All of the ship's guns could fire both solid shot and explosive shells. The 274-millimeter Modèle 1870 gun was credited with the ability to penetrate a maximum of 14.3 in of wrought iron armor while the 240-millmeter Modèle 1870 gun could penetrate 14.4 in of armor.

At some point the ship received fourteen to eighteen 37 mm Hotchkiss 5-barrel revolving guns. The gun had a range of about 3200 m and a rate of fire of about 30 rounds per minute.

===Armor===
The Colbert-class ships had a complete wrought iron waterline belt that was 220 mm thick amidships and tapered to 180 mm at the stern. It was backed by 89 mm of wood. The sides of the battery itself were armored with 160 mm of wrought iron, backed by 62 mm of wood, and the ends of the battery were closed by transverse armored bulkheads 120 mm thick, backed by 480 mm of wood. The barbettes were unarmored, but the deck was 15 mm thick.

==Service==
Colbert was named in honor of Jean-Baptiste Colbert, Controller-General of Finances from 1665 to 1683 under King Louis XIV. She was laid down at Brest on 4 July 1870 and launched on 16 September 1875. While the exact reason for such prolonged construction time is not known, it is believed that reduction of the French Navy's budget after the Franco-Prussian War of 1870–71 and out-of-date work practices in French dockyards were likely causes. The ship began her sea trials on 23 May 1877, but became flagship of the Reserve Squadron on 31 August 1878. On 1 October 1879 she became the flagship of the Mediterranean Squadron; which post she would hold until 14 January 1890 when she was placed in reserve. Colbert bombarded the Tunisian port of Sfax on 15–16 July 1881 as the French occupied Tunisia.

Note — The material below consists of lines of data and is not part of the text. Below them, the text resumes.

use derive_more::Display;
use log::info;
use rand::prelude::*;
use serde::{Deserialize, Serialize};

use crate::emissions::{haversine_km, TransportMode};
use crate::parse::{
    DeliveryRouteRow, DemandRow, FactoryRow, ProductRow, RegionRow, SupplierRow, SupplyRouteRow,
    Tables,
};
use crate::problem::Quantity;

/// Latitude bounds of the generated points
pub const LAT_BOUNDS: (f64, f64) = (36.0, 60.0);
/// Longitude bounds of the generated points
pub const LON_BOUNDS: (f64, f64) = (-10.0, 30.0);

/// Mode probabilities of supplier -> factory routes, mostly trucks
pub const SUPPLY_MODES: [(TransportMode, f64); 4] = [
    (TransportMode::Truck, 0.6),
    (TransportMode::Rail, 0.2),
    (TransportMode::Ship, 0.15),
    (TransportMode::Air, 0.05),
];
/// Mode probabilities of factory -> region routes. Trucks dominate, air is rare.
pub const DELIVERY_MODES: [(TransportMode, f64); 4] = [
    (TransportMode::Truck, 0.7),
    (TransportMode::Rail, 0.2),
    (TransportMode::Ship, 0.08),
    (TransportMode::Air, 0.02),
];

const MATERIALS: [&str; 4] = ["glass", "plastic", "paper", "pigment"];
const CITIES: [&str; 16] = [
    "Lisbon", "Madrid", "Lyon", "Milan", "Munich", "Vienna", "Prague", "Warsaw", "Hamburg",
    "Copenhagen", "Stockholm", "Rotterdam", "Antwerp", "Zurich", "Budapest", "Athens",
];
const PRODUCT_NAME: &str = "Beauty Product";

#[derive(Debug, Clone, PartialEq, Serialize, Deserialize)]
#[serde(default)]
pub struct GeneratorConfig {
    pub num_suppliers: usize,
    pub num_factories: usize,
    pub num_regions: usize,
    pub product_weight_kg: f64,
    pub material_kg_per_unit: f64,
    /// (min, max) supply capacity in tons
    pub supplier_supply_tons: (Quantity, Quantity),
    /// (min, max) production capacity in units, inclusive
    pub factory_capacity_units: (Quantity, Quantity),
    /// (min, max) demand in units, inclusive
    pub region_demand_units: (Quantity, Quantity),
    pub seed: u64,
}

impl Default for GeneratorConfig {
    fn default() -> Self {
        GeneratorConfig {
            num_suppliers: 15,
            num_factories: 5,
            num_regions: 10,
            product_weight_kg: 0.5,
            material_kg_per_unit: 0.4,
            supplier_supply_tons: (200.0, 800.0),
            factory_capacity_units: (5000.0, 20000.0),
            region_demand_units: (1500.0, 6000.0),
            seed: 42,
        }
    }
}

#[derive(Debug, Display, Clone, PartialEq)]
pub enum GenerateError {
    #[display(fmt = "{} must be at least 1", _0)]
    NoEntities(&'static str),
    #[display(fmt = "{} must be a non-negative range, got ({}, {})", field, min, max)]
    InvalidRange {
        field: &'static str,
        min: f64,
        max: f64,
    },
    #[display(fmt = "{} must be positive, got {}", field, value)]
    InvalidValue { field: &'static str, value: f64 },
    /// None of the modes of a stage has a positive weight
    #[display(fmt = "no transport mode can be chosen for {}", _0)]
    NoModes(&'static str),
}

impl std::error::Error for GenerateError {}

impl GeneratorConfig {
    pub fn validate(&self) -> Result<(), GenerateError> {
        let counts = [
            ("num_suppliers", self.num_suppliers),
            ("num_factories", self.num_factories),
            ("num_regions", self.num_regions),
        ];
        for (field, n) in counts {
            if n == 0 {
                return Err(GenerateError::NoEntities(field));
            }
        }

        let values = [
            ("product_weight_kg", self.product_weight_kg),
            ("material_kg_per_unit", self.material_kg_per_unit),
        ];
        for (field, value) in values {
            if !value.is_finite() || value <= 0.0 {
                return Err(GenerateError::InvalidValue { field, value });
            }
        }

        let ranges = [
            ("supplier_supply_tons", self.supplier_supply_tons),
            ("factory_capacity_units", self.factory_capacity_units),
            ("region_demand_units", self.region_demand_units),
        ];
        for (field, (min, max)) in ranges {
            if !min.is_finite() || !max.is_finite() || min < 0.0 || min > max {
                return Err(GenerateError::InvalidRange { field, min, max });
            }
        }

        Ok(())
    }
}

/// Picks a mode with probability proportional to its weight. Negative weights count as zero.
/// Returns `None` if no mode has a positive weight.
pub fn choose_mode<R: Rng>(modes: &[(TransportMode, f64)], rng: &mut R) -> Option<TransportMode> {
    let weight = |p: f64| p.max(0.0);
    let total: f64 = modes.iter().map(|(_, p)| weight(*p)).sum();
    if !total.is_finite() || total <= 0.0 {
        return None;
    }
    let threshold = rng.gen_range(0.0..total);

    let mut sum = 0.0;
    for (mode, p) in modes {
        sum += weight(*p);
        if sum > threshold {
            return Some(*mode);
        }
    }

    // only reachable through rounding in the sum
    modes.iter().rev().find(|(_, p)| weight(*p) > 0.0).map(|(mode, _)| *mode)
}

fn round2(x: f64) -> f64 {
    (x * 100.0).round() / 100.0
}

fn point<R: Rng>(rng: &mut R) -> (f64, f64) {
    let lat = rng.gen_range(LAT_BOUNDS.0..LAT_BOUNDS.1);
    let lon = rng.gen_range(LON_BOUNDS.0..LON_BOUNDS.1);
    (lat, lon)
}

/// A whole number drawn from the inclusive range `(min, max)`
fn whole<R: Rng>((min, max): (Quantity, Quantity), rng: &mut R) -> Quantity {
    rng.gen_range(min..=max).round()
}

/// Generates a network with a generator seeded from `config.seed`
pub fn generate(config: &GeneratorConfig) -> Result<Tables, GenerateError> {
    let mut rng = StdRng::seed_from_u64(config.seed);
    generate_with_rng(config, &mut rng)
}

pub fn generate_with_rng<R: Rng>(
    config: &GeneratorConfig,
    rng: &mut R,
) -> Result<Tables, GenerateError> {
    config.validate()?;

    let suppliers = (0..config.num_suppliers)
        .map(|i| {
            let (lat, lon) = point(rng);
            let (min, max) = config.supplier_supply_tons;
            SupplierRow {
                supplier_id: format!("S{:03}", i + 1),
                name: Some(format!("Supplier {}", i + 1)),
                lat,
                lon,
                material_type: MATERIALS[rng.gen_range(0..MATERIALS.len())].to_string(),
                supply_capacity_tons: round2(rng.gen_range(min..=max)),
            }
        })
        .collect::<Vec<_>>();

    let factories = (0..config.num_factories)
        .map(|i| {
            let (lat, lon) = point(rng);
            FactoryRow {
                factory_id: format!("F{:02}", i + 1),
                name: Some(format!("Factory {}", i + 1)),
                lat,
                lon,
                capacity_units: whole(config.factory_capacity_units, rng),
            }
        })
        .collect::<Vec<_>>();

    let regions = (0..config.num_regions)
        .map(|i| {
            let (lat, lon) = point(rng);
            RegionRow {
                region_id: format!("R{:03}", i + 1),
                name: CITIES.choose(rng).map(|city| city.to_string()),
                lat,
                lon,
            }
        })
        .collect::<Vec<_>>();

    let demand = regions
        .iter()
        .map(|r| DemandRow {
            region_id: r.region_id.clone(),
            product: Some(PRODUCT_NAME.to_string()),
            units_demanded: whole(config.region_demand_units, rng),
        })
        .collect::<Vec<_>>();

    let product = vec![ProductRow {
        product_id: Some("P001".to_string()),
        name: Some(PRODUCT_NAME.to_string()),
        weight_kg_per_unit: config.product_weight_kg,
        material_kg_per_unit: config.material_kg_per_unit,
    }];

    let mut routes_sup_to_fac = Vec::with_capacity(suppliers.len() * factories.len());
    for s in &suppliers {
        for f in &factories {
            let mode = choose_mode(&SUPPLY_MODES, rng)
                .ok_or(GenerateError::NoModes("routes_sup_to_fac"))?;
            routes_sup_to_fac.push(SupplyRouteRow {
                supplier_id: s.supplier_id.clone(),
                factory_id: f.factory_id.clone(),
                mode: mode.to_string(),
                distance_km: round2(haversine_km(s.lat, s.lon, f.lat, f.lon)),
                ef_kg_per_ton_km: mode.emission_factor(),
                cost_per_ton_km: mode.cost_factor(),
            });
        }
    }

    let mut routes_fac_to_reg = Vec::with_capacity(factories.len() * regions.len());
    for f in &factories {
        for r in &regions {
            let mode = choose_mode(&DELIVERY_MODES, rng)
                .ok_or(GenerateError::NoModes("routes_fac_to_reg"))?;
            routes_fac_to_reg.push(DeliveryRouteRow {
                factory_id: f.factory_id.clone(),
                region_id: r.region_id.clone(),
                mode: mode.to_string(),
                distance_km: round2(haversine_km(f.lat, f.lon, r.lat, r.lon)),
                ef_kg_per_ton_km: mode.emission_factor(),
                cost_per_ton_km: mode.cost_factor(),
            });
        }
    }

    info!(
        "Generated {} suppliers, {} factories, {} regions and {} routes",
        suppliers.len(),
        factories.len(),
        regions.len(),
        routes_sup_to_fac.len() + routes_fac_to_reg.len()
    );

    Ok(Tables {
        suppliers,
        factories,
        regions,
        demand,
        product,
        routes_sup_to_fac,
        routes_fac_to_reg,
    })
}

#[cfg(test)]
mod tests {
    use super::*;

    #[test]
    fn same_seed_gives_same_tables() {
        let config = GeneratorConfig::default();
        assert_eq!(generate(&config).unwrap(), generate(&config).unwrap());

        let other = GeneratorConfig {
            seed: 7,
            ..Default::default()
        };
        assert_ne!(generate(&config).unwrap(), generate(&other).unwrap());
    }

    #[test]
    fn tables_follow_the_configuration() {
        let config = GeneratorConfig::default();
        let tables = generate(&config).unwrap();

        assert_eq!(tables.suppliers.len(), 15);
        assert_eq!(tables.factories.len(), 5);
        assert_eq!(tables.regions.len(), 10);
        assert_eq!(tables.demand.len(), 10);
        assert_eq!(tables.routes_sup_to_fac.len(), 15 * 5);
        assert_eq!(tables.routes_fac_to_reg.len(), 5 * 10);

        assert_eq!(tables.suppliers[0].supplier_id, "S001");
        assert_eq!(tables.factories[4].factory_id, "F05");
        assert_eq!(tables.regions[9].region_id, "R010");

        for s in &tables.suppliers {
            assert!((LAT_BOUNDS.0..LAT_BOUNDS.1).contains(&s.lat));
            assert!((LON_BOUNDS.0..LON_BOUNDS.1).contains(&s.lon));
            assert!((200.0..=800.0).contains(&s.supply_capacity_tons));
            assert!(MATERIALS.contains(&s.material_type.as_str()));
        }
        for f in &tables.factories {
            assert!((5000.0..=20000.0).contains(&f.capacity_units));
            assert_eq!(f.capacity_units.fract(), 0.0);
        }
        for d in &tables.demand {
            assert!((1500.0..=6000.0).contains(&d.units_demanded));
        }
    }

    #[test]
    fn routes_carry_the_factors_of_their_mode() {
        let tables = generate(&GeneratorConfig::default()).unwrap();
        for route in &tables.routes_fac_to_reg {
            let mode: TransportMode = route.mode.parse().unwrap();
            assert_eq!(route.ef_kg_per_ton_km, mode.emission_factor());
            assert_eq!(route.cost_per_ton_km, mode.cost_factor());
            assert_eq!(route.distance_km, round2(route.distance_km));
        }
    }

    #[test]
    fn modes_follow_their_weights() {
        let mut rng = StdRng::seed_from_u64(3);
        let n = 10_000;
        let trucks = (0..n)
            .filter(|_| choose_mode(&DELIVERY_MODES, &mut rng) == Some(TransportMode::Truck))
            .count();
        let share = trucks as f64 / n as f64;
        assert!((share - 0.7).abs() < 0.03, "truck share {}", share);

        let only_rail = [(TransportMode::Rail, 1.0), (TransportMode::Air, 0.0)];
        assert!((0..100).all(|_| choose_mode(&only_rail, &mut rng) == Some(TransportMode::Rail)));

        let unweighted = [(TransportMode::Rail, 0.0), (TransportMode::Air, -1.0)];
        assert_eq!(choose_mode(&unweighted, &mut rng), None);
        assert_eq!(choose_mode(&[], &mut rng), None);
    }

    #[test]
    fn equal_bounds_give_constant_values() {
        let config = GeneratorConfig {
            supplier_supply_tons: (300.0, 300.0),
            factory_capacity_units: (8000.0, 8000.0),
            region_demand_units: (2000.0, 2000.0),
            ..Default::default()
        };
        let tables = generate(&config).unwrap();
        assert!(tables.suppliers.iter().all(|s| s.supply_capacity_tons == 300.0));
        assert!(tables.factories.iter().all(|f| f.capacity_units == 8000.0));
        assert!(tables.demand.iter().all(|d| d.units_demanded == 2000.0));
    }

    #[test]
    fn degenerate_configuration_is_rejected() {
        let reversed = GeneratorConfig {
            factory_capacity_units: (20000.0, 5000.0),
            ..Default::default()
        };
        assert_eq!(
            generate(&reversed).unwrap_err(),
            GenerateError::InvalidRange {
                field: "factory_capacity_units",
                min: 20000.0,
                max: 5000.0
            }
        );

        let unbounded = GeneratorConfig {
            supplier_supply_tons: (200.0, f64::INFINITY),
            ..Default::default()
        };
        assert!(matches!(
            generate(&unbounded),
            Err(GenerateError::InvalidRange {
                field: "supplier_supply_tons",
                ..
            })
        ));

        let no_regions = GeneratorConfig {
            num_regions: 0,
            ..Default::default()
        };
        assert_eq!(
            generate(&no_regions).unwrap_err(),
            GenerateError::NoEntities("num_regions")
        );

        let weightless = GeneratorConfig {
            product_weight_kg: 0.0,
            ..Default::default()
        };
        assert!(matches!(
            generate(&weightless),
            Err(GenerateError::InvalidValue {
                field: "product_weight_kg",
                ..
            })
        ));
    }
}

In May 1887, Colbert took part in exercises to practice convoy escort; the French Army kept significant forces in French North Africa, and these units would have to be transported back to Europe in the event of a major conflict. The ship was assigned to escort a convoy of four simulated troop ships, along with the ironclads , , and . A squadron of cruisers and torpedo boats was tasked with intercepting the convoy. The convoy used bad weather to make the passage, as heavy seas kept the torpedo boats from going to sea.

She became flagship of the Reserve Squadron again on 12 April 1892 until she was disarmed and paid off in 1895. She was condemned on 11 August 1900, before being sold for scrap in 1909.